#### The task:
Please give the number of lines in the listing that include the word "screen", with no other words.

#### Recorded information:

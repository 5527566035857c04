//! flowdeck Editor - State behind the flow editing screen
//!
//! - [`FlowGraph`]: nodes, edges and selection for one flow, updated through
//!   canvas callbacks (node/edge changes, connect, drag-over, drop)
//! - [`Navigation`]: which side panels are open
//! - [`NodeTypeRegistry`]: node type names mapped to labels and renderers
//! - [`FlowEditor`]: composes the above, loads and saves through a
//!   [`flowdeck_store::FlowStore`], and lays the screen out

pub mod graph;
pub mod navigation;
pub mod node_types;
pub mod route;

pub use graph::{
    AnchorRect, Connection, DragPayload, DropEffect, EdgeChange, EditorEdge, EditorNode, FlowGraph,
    NodeChange,
};
pub use navigation::{Navigation, Panel};
pub use node_types::{NodeType, NodeTypeRegistry, BUILTIN_NODE_TYPES};
pub use route::{Area, DebugLog, EditorLayout, FlowEditor, HEADER_HEIGHT, MIN_CANVAS_WIDTH};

#### Exercise answer:
2